Find most likely state sequence corresponding to X.

Parameters:
  • X (array-like, shape (n_samples, n_features)) – Feature matrix of individual samples.

  • lengths (array-like of integers, shape (n_sequences, ), optional) – Lengths of the individual sequences in X. The sum of these should be n_samples.

Returns:

state_sequence (array, shape (n_samples, )) – Labels for each sample from X.

predict_proba(X, lengths=None)#

Compute the posterior probability for each state in the model.

Parameters:
  • X (array-like, shape (n_samples, n_features)) – Feature matrix of individual samples.

  • lengths (array-like of integers, shape (n_sequences, ), optional) – Lengths of the individual sequences in X. The sum of these should be n_samples.

Returns:

posteriors (array, shape (n_samples, n_components)) – State-membership probabilities for each sample from X.

sample(n_samples=1, random_state=None, currstate=None)#

Generate random samples from the model.

Parameters:
  • n_samples (int) – Number of samples to generate.

  • random_state (RandomState or an int seed) – A random number generator instance. If None, the object’s random_state is used.

  • currstate (int) – Current state, as the initial state of the samples.

Returns:

  • X (array, shape (n_samples, n_features)) – Feature matrix.

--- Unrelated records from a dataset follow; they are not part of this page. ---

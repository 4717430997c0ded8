//! Application configuration loaded from environment variables.

use std::time::Duration;

use rust_decimal::Decimal;
use serde::Deserialize;

use crate::arbitrage::{
    BookmakerFilter, FallbackPolicy, OpportunityFilter, RankOrder, ScanParams, MAX_DAYS_WINDOW,
};
use crate::arbitrage::calculator::{validate_stake, MAX_STAKE_PRECISION, MAX_TOTAL_STAKE};
use crate::error::{Result, SurebetError};

/// Application configuration loaded from environment variables.
#[derive(Debug, Clone, Deserialize)]
pub struct Config {
    // === Odds Source ===
    /// The Odds API key.
    pub the_odds_api_key: String,

    /// The Odds API base URL.
    #[serde(default = "default_odds_api_url")]
    pub odds_api_url: String,

    /// Sport keys to scan (comma separated).
    #[serde(default = "default_sports")]
    pub sports: Vec<String>,

    /// Bookmaker regions to request (comma separated).
    #[serde(default = "default_regions")]
    pub regions: Vec<String>,

    /// Snapshot cache time-to-live in seconds.
    #[serde(default = "default_cache_ttl")]
    pub cache_ttl_seconds: u64,

    /// HTTP request timeout in milliseconds.
    #[serde(default = "default_http_timeout")]
    pub http_timeout_ms: u64,

    // === Surebet Parameters ===
    /// Bookmakers tolerant of arbitrage betting. Empty means all.
    #[serde(default = "default_friendly_bookmakers")]
    pub friendly_bookmakers: Vec<String>,

    /// Fall back to every bookmaker when fewer than two friendly ones quote an event.
    #[serde(default)]
    pub bookmaker_fallback: bool,

    /// Total stake split across both legs.
    #[serde(default = "default_total_stake")]
    pub total_stake: Decimal,

    /// Decimal places for stakes.
    #[serde(default = "default_stake_precision")]
    pub stake_precision: u32,

    /// Minimum ROI in percent.
    #[serde(default = "default_min_roi")]
    pub min_roi: Decimal,

    /// Look-ahead window in days.
    #[serde(default = "default_days_window")]
    pub days_window: u32,

    /// Maximum opportunities per query.
    #[serde(default = "default_max_results")]
    pub max_results: usize,

    /// Result ordering.
    #[serde(default)]
    pub rank_order: RankOrder,

    // === Scheduling ===
    /// Seconds between background scans.
    #[serde(default = "default_fetch_interval")]
    pub fetch_interval: u64,

    // === Telegram ===
    /// Bot token for push notifications.
    #[serde(default)]
    pub telegram_bot_token: Option<String>,

    /// Chat id for push notifications.
    #[serde(default)]
    pub telegram_chat_id: Option<String>,

    // === Server Configuration ===
    /// HTTP server port.
    #[serde(default = "default_port")]
    pub port: u16,

    /// Log level (trace, debug, info, warn, error).
    #[serde(default = "default_log_level")]
    pub rust_log: String,

    /// Enable verbose logging.
    #[serde(default)]
    pub verbose: bool,
}

fn default_odds_api_url() -> String {
    "https://api.the-odds-api.com/v4".to_string()
}

fn default_sports() -> Vec<String> {
    [
        "basketball_nba",
        "basketball_euroleague",
        "baseball_mlb",
        "mma_mixed_martial_arts",
    ]
    .iter()
    .map(|s| s.to_string())
    .collect()
}

fn default_regions() -> Vec<String> {
    vec!["eu".to_string()]
}

fn default_cache_ttl() -> u64 {
    30
}

fn default_http_timeout() -> u64 {
    10_000
}

fn default_friendly_bookmakers() -> Vec<String> {
    ["pinnacle", "betfair_ex_eu", "smarkets"]
        .iter()
        .map(|s| s.to_string())
        .collect()
}

fn default_total_stake() -> Decimal {
    Decimal::ONE_HUNDRED
}

fn default_stake_precision() -> u32 {
    2
}

fn default_min_roi() -> Decimal {
    Decimal::ONE
}

fn default_days_window() -> u32 {
    7
}

fn default_max_results() -> usize {
    5
}

fn default_fetch_interval() -> u64 {
    300
}

fn default_port() -> u16 {
    10000
}

fn default_log_level() -> String {
    "info".to_string()
}

impl Config {
    /// Load configuration from environment, reading .env file first.
    pub fn load() -> Result<Self> {
        dotenvy::dotenv().ok();
        Ok(envy::from_env()?)
    }

    /// Load configuration and reject invalid values.
    pub fn load_validated() -> Result<Self> {
        let config = Self::load()?;
        config.validate().map_err(SurebetError::InvalidConfig)?;
        Ok(config)
    }

    /// Check if the configuration is valid.
    pub fn validate(&self) -> std::result::Result<(), String> {
        if self.the_odds_api_key.trim().is_empty() {
            return Err("THE_ODDS_API_KEY is required".to_string());
        }

        if self.sports.is_empty() {
            return Err("SPORTS must list at least one sport key".to_string());
        }

        if self.stake_precision > MAX_STAKE_PRECISION {
            return Err(format!(
                "STAKE_PRECISION must be at most {}",
                MAX_STAKE_PRECISION
            ));
        }

        if validate_stake(self.total_stake, self.stake_precision).is_err() {
            return Err(format!(
                "TOTAL_STAKE must be greater than 0, at most {} and have at most STAKE_PRECISION decimals",
                MAX_TOTAL_STAKE
            ));
        }

        if self.days_window == 0 || self.days_window > MAX_DAYS_WINDOW {
            return Err(format!("DAYS_WINDOW must be between 1 and {}", MAX_DAYS_WINDOW));
        }

        if self.fetch_interval == 0 {
            return Err("FETCH_INTERVAL must be greater than 0".to_string());
        }

        Ok(())
    }

    /// Whether Telegram push notifications are configured.
    pub fn telegram_enabled(&self) -> bool {
        matches!(
            (&self.telegram_bot_token, &self.telegram_chat_id),
            (Some(token), Some(chat)) if !token.is_empty() && !chat.is_empty()
        )
    }

    /// Bookmaker filter from the friendly list and fallback flag.
    pub fn bookmaker_filter(&self) -> BookmakerFilter {
        let fallback = if self.bookmaker_fallback {
            FallbackPolicy::UseAll
        } else {
            FallbackPolicy::Skip
        };
        BookmakerFilter::allow_list(self.friendly_bookmakers.clone(), fallback)
    }

    /// Engine parameters for scans.
    pub fn scan_params(&self) -> ScanParams {
        ScanParams {
            total_stake: self.total_stake,
            stake_precision: self.stake_precision,
            bookmakers: self.bookmaker_filter(),
            filter: OpportunityFilter {
                min_roi: Some(self.min_roi),
                sports: None,
                days_window: Some(self.days_window),
            },
            order: self.rank_order,
            max_results: Some(self.max_results),
        }
    }

    /// Snapshot cache time-to-live.
    pub fn cache_ttl(&self) -> Duration {
        Duration::from_secs(self.cache_ttl_seconds)
    }

    /// Interval between background scans.
    pub fn scan_interval(&self) -> Duration {
        Duration::from_secs(self.fetch_interval)
    }
}

#[cfg(test)]
pub(crate) fn test_config() -> Config {
    Config {
        the_odds_api_key: "test-key".to_string(),
        odds_api_url: "http://127.0.0.1:9".to_string(),
        sports: default_sports(),
        regions: default_regions(),
        cache_ttl_seconds: default_cache_ttl(),
        http_timeout_ms: 500,
        friendly_bookmakers: default_friendly_bookmakers(),
        bookmaker_fallback: false,
        total_stake: default_total_stake(),
        stake_precision: default_stake_precision(),
        min_roi: default_min_roi(),
        days_window: default_days_window(),
        max_results: default_max_results(),
        rank_order: RankOrder::default(),
        fetch_interval: default_fetch_interval(),
        telegram_bot_token: None,
        telegram_chat_id: None,
        port: default_port(),
        rust_log: default_log_level(),
        verbose: false,
    }
}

  • state_sequence (array, shape (n_samples, )) – State sequence produced by the model.

Examples

# generate samples continuously
_, Z = model.sample(n_samples=10)
X, Z = model.sample(n_samples=10, currstate=Z[-1])
score(X, lengths=None)#

Compute the log probability under the model.

Parameters:
  • X (array-like, shape (n_samples, n_features)) – Feature matrix of individual samples.

  • lengths (array-like of integers, shape (n_sequences, ), optional) – Lengths of the individual sequences in X. The sum of these should be n_samples.

Returns:

log_prob (float) – Log likelihood of X.

See also

score_samples

Compute the log probability under the model and posteriors.

decode

Find most likely state sequence corresponding to X.

score_samples(X, lengths=None)#

Compute the log probability under the model and compute posteriors.

Parameters:
  • X (array-like, shape (n_samples, n_features)) – Feature matrix of individual samples.

  • lengths (array-like of integers, shape (n_sequences, ), optional) – Lengths of the individual sequences in X. The sum of these should be n_samples.

Returns:

  • log_prob (float) – Log likelihood of X.

  • posteriors (array, shape (n_samples, n_components)) – State-membership probabilities for each sample in X.

See also

score

Compute the log probability under the model.

decode

Find most likely state sequence corresponding to X.